The winter months can be a challenging time for the blood supply since blood donations can decline week-to-week, and day-to-day as poor weather conditions can make it hard to travel to donate. The up-again, down-again donations can contribute to blood shortages, particularly of high demand blood types like type O-negative.
“As our nation brings awareness to heart health this month, the Red Cross continues to meet the needs of those affected by various heart diseases,” Smith said.
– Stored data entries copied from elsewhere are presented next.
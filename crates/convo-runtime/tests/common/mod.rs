//! A scripted `Story` test double: chunks are pushed in and drained in
//! order, exactly the way a real interpreter would stream `Continue()`
//! output. Shared via `Arc<Mutex<_>>` so a test can keep feeding it chunks
//! after the runtime has already been handed a boxed clone.

use std::collections::VecDeque;
use std::sync::{Arc, Mutex};

use convo_core::ChatId;
use convo_state::{Choice, Chunk, Story};
use serde_json::Value;

#[derive(Default)]
struct ScriptedStoryState {
    queue: VecDeque<Chunk>,
    choices: Vec<Choice>,
    awaiting_data: bool,
    turn: u32,
}

#[derive(Clone, Default)]
pub struct ScriptedStory(Arc<Mutex<ScriptedStoryState>>);

impl ScriptedStory {
    pub fn new() -> Self {
        Self::default()
    }

    pub fn push_chunks(&self, chunks: impl IntoIterator<Item = Chunk>) {
        self.0.lock().unwrap().queue.extend(chunks);
    }

    pub fn set_choices(&self, choices: Vec<Choice>) {
        self.0.lock().unwrap().choices = choices;
    }

    pub fn mark_awaiting_data(&self) {
        self.0.lock().unwrap().awaiting_data = true;
    }
}

impl Story for ScriptedStory {
    fn can_continue(&self) -> bool {
        !self.0.lock().unwrap().queue.is_empty()
    }

    fn continue_chunk(&mut self) -> Result<Chunk, String> {
        let mut state = self.0.lock().unwrap();
        state.turn += 1;
        state.queue.pop_front().ok_or_else(|| "no chunk queued".to_string())
    }

    fn current_choices(&self) -> Vec<Choice> {
        let state = self.0.lock().unwrap();
        if state.queue.is_empty() {
            state.choices.clone()
        } else {
            Vec::new()
        }
    }

    fn choose_choice_index(&mut self, index: usize) -> Result<(), String> {
        let mut state = self.0.lock().unwrap();
        if index >= state.choices.len() {
            return Err(format!("no choice at index {index}"));
        }
        state.choices.clear();
        Ok(())
    }

    fn current_chat_variable(&self) -> Option<String> {
        None
    }

    fn is_awaiting_data(&self) -> bool {
        self.0.lock().unwrap().awaiting_data
    }

    fn clear_awaiting_data(&mut self) {
        self.0.lock().unwrap().awaiting_data = false;
    }

    fn current_path_string(&self) -> Option<String> {
        None
    }

    fn current_path_visit_count(&self) -> u32 {
        0
    }

    fn turn_index(&self) -> u32 {
        self.0.lock().unwrap().turn
    }

    fn is_ending_path(&self) -> bool {
        false
    }

    fn save_state(&self) -> Value {
        serde_json::json!({ "turn": self.0.lock().unwrap().turn })
    }

    fn load_state(&mut self, _state: Value) -> Result<(), String> {
        Ok(())
    }
}

pub fn chunk(text: &str, tags: &[&str]) -> Chunk {
    Chunk {
        text: text.to_string(),
        tags: tags.iter().map(|t| t.to_string()).collect(),
    }
}

pub fn choice(index: usize, text: &str, target_chat: &str) -> Choice {
    Choice {
        index,
        text: text.to_string(),
        target_chat: Some(ChatId::from(target_chat)),
    }
}
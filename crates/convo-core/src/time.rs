//! Time Context — tracks the in-fiction clock from `time:`/`day:` tags.
//!
//! Before the chunk tagged `story_start`, `time`/`day` tags are display-only:
//! they annotate messages but do not move the clock. After `story_start`,
//! the clock is monotonic; a `time:` tag that would move it backwards is
//! rejected rather than applied.

use crate::error::CoreError;
use serde::{Deserialize, Serialize};

/// A parsed `h:mm AM/PM` time-of-day, comparable within a single day.
#[derive(Debug, Clone, Copy, PartialEq, Eq, PartialOrd, Ord, Serialize, Deserialize)]
pub struct TimeOfDay {
    minutes_since_midnight: u32,
}

impl TimeOfDay {
    pub fn parse(s: &str) -> Option<Self> {
        let s = s.trim();
        let (clock, meridiem) = s.split_once(' ')?;
        let meridiem = meridiem.trim().to_ascii_uppercase();
        let (h, m) = clock.split_once(':')?;
        let mut hour: u32 = h.trim().parse().ok()?;
        let minute: u32 = m.trim().parse().ok()?;
        if !(1..=12).contains(&hour) || minute >= 60 {
            return None;
        }

        match meridiem.as_str() {
            "AM" => {
                if hour == 12 {
                    hour = 0;
                }
            }
            "PM" => {
                if hour != 12 {
                    hour += 12;
                }
            }
            _ => return None,
        }

        Some(TimeOfDay {
            minutes_since_midnight: hour * 60 + minute,
        })
    }

    pub fn minutes_since_midnight(&self) -> u32 {
        self.minutes_since_midnight
    }
}

/// The running in-fiction clock.
#[derive(Debug, Clone, Default)]
pub struct TimeContext {
    started: bool,
    current: Option<TimeOfDay>,
    day: u64,
}

impl TimeContext {
    pub fn new() -> Self {
        Self::default()
    }

    pub fn is_started(&self) -> bool {
        self.started
    }

    pub fn current(&self) -> Option<TimeOfDay> {
        self.current
    }

    pub fn day(&self) -> u64 {
        self.day
    }

    /// Mark `story_start`. Clock enforcement begins on the next `apply_time`.
    pub fn start(&mut self) {
        self.started = true;
    }

    /// Apply a `day:` tag. Always accepted; days only ever move forward in
    /// practice but nothing here depends on that.
    pub fn apply_day(&mut self, day: u64) {
        self.day = day;
    }

    /// Roll over to the next day, as triggered by the `advance_day` bridge
    /// function. Resets the clock to `morning_time` if given, otherwise to
    /// one minute past midnight — bypassing `apply_time`'s monotonic check
    /// since a day boundary was just crossed.
    pub fn roll_to_next_day(&mut self, morning_time: Option<TimeOfDay>) {
        self.day += 1;
        self.current = Some(morning_time.unwrap_or(TimeOfDay { minutes_since_midnight: 1 }));
    }

    /// Apply a `time:` tag. Before `story_start` this is display-only and
    /// always succeeds without moving the clock. After `story_start`, a time
    /// earlier than the current one is rejected.
    pub fn apply_time(&mut self, raw: &str) -> Result<(), CoreError> {
        let parsed = match TimeOfDay::parse(raw) {
            Some(t) => t,
            None => return Ok(()),
        };

        if !self.started {
            return Ok(());
        }

        if let Some(current) = self.current {
            if parsed < current {
                return Err(CoreError::TimeNotForward {
                    current: format!("{:02}:{:02}", current.minutes_since_midnight / 60, current.minutes_since_midnight % 60),
                    new: raw.to_string(),
                });
            }
        }

        self.current = Some(parsed);
        Ok(())
    }
}

#[cfg(test)]
mod tests {
    use super::*;

    #[test]
    fn parses_morning_and_noon() {
        assert_eq!(TimeOfDay::parse("9:15 AM").unwrap().minutes_since_midnight(), 9 * 60 + 15);
        assert_eq!(TimeOfDay::parse("12:00 PM").unwrap().minutes_since_midnight(), 12 * 60);
        assert_eq!(TimeOfDay::parse("12:00 AM").unwrap().minutes_since_midnight(), 0);
    }

    #[test]
    fn pre_story_start_time_is_display_only() {
        let mut ctx = TimeContext::new();
        ctx.apply_time("9:00 AM").unwrap();
        assert!(ctx.current().is_none());
    }

    #[test]
    fn post_story_start_time_advances() {
        let mut ctx = TimeContext::new();
        ctx.start();
        ctx.apply_time("9:00 AM").unwrap();
        ctx.apply_time("9:30 AM").unwrap();
        assert_eq!(ctx.current().unwrap().minutes_since_midnight(), 9 * 60 + 30);
    }

    #[test]
    fn backwards_time_is_rejected() {
        let mut ctx = TimeContext::new();
        ctx.start();
        ctx.apply_time("9:30 AM").unwrap();
        assert!(ctx.apply_time("9:00 AM").is_err());
        assert_eq!(ctx.current().unwrap().minutes_since_midnight(), 9 * 60 + 30);
    }

    #[test]
    fn roll_to_next_day_bumps_day_and_resets_clock() {
        let mut ctx = TimeContext::new();
        ctx.start();
        ctx.apply_time("11:45 PM").unwrap();
        ctx.apply_day(1);

        ctx.roll_to_next_day(TimeOfDay::parse("7:00 AM"));

        assert_eq!(ctx.day(), 2);
        assert_eq!(ctx.current().unwrap().minutes_since_midnight(), 7 * 60);
    }

    #[test]
    fn roll_to_next_day_without_a_morning_time_lands_one_minute_past_midnight() {
        let mut ctx = TimeContext::new();
        ctx.roll_to_next_day(None);
        assert_eq!(ctx.current().unwrap().minutes_since_midnight(), 1);
    }
}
To schedule an appointment to donate, call 1-800-GIVE-LIFE (1-800-448-3543) or visit givelife.org for more information.
Benefit golf event
The Epilepsy Center of Northwest Ohio will host its 21st annual Practically a Golf Tournament event from Feb. 12-15 at Westfield Franklin Park mall.
The tournament is a nine-hole competition comprised of a variety of events over a four-day period and includes a group tournament for which a six-foot trophy will be awarded, a school tournament for area high school students, a family fun day and a media/VIP tournament.
The public can participate at a cost of $5 per person per game. All proceeds benefit the Epilepsy Center.
Renovations under way
Memorial Health Care System has announced plans for renovations of Memorial Hospital’s Main Lobby.
In addition to upgrading the appearance of the Fremont hospital’s lobby area, the project will significantly improve patient flow and comfort.
“Our top priority is to improve customer service and ensure that our guests have a positive, enjoyable experience,” said John C. Yanes, chief executive officer of Memorial Health Care System. “I am fully aware that our guests’ experience begins when they walk through our front doors. Our guests have to feel welcome.”
The renovation will include updating the lighting, flooring, furniture and wall paint. In addition, a water feature will be added in memory of a local family. A fireplace will also be installed in the Weitzel Kern Surgery Center Lobby.
According to Joe Buti, director of materials management and engineering, the price tag for the 8,300 square foot renovation is $200,000.
“To date, the Memorial Hospital Foundation and the Memorial Hospital Auxiliary have raised nearly three fourths of the entire cost of the project,” Yanes said. Those who would like to participate in the project by making a donation may contact Chasity O’Neill, foundation development director, at 419-334-6667.
As a result of the renovation, individuals entering the hospital will be redirected to a temporary registration area. Memorial Health Care System volunteers and facility hosts will be available near the main entrance to assist patients and visitors.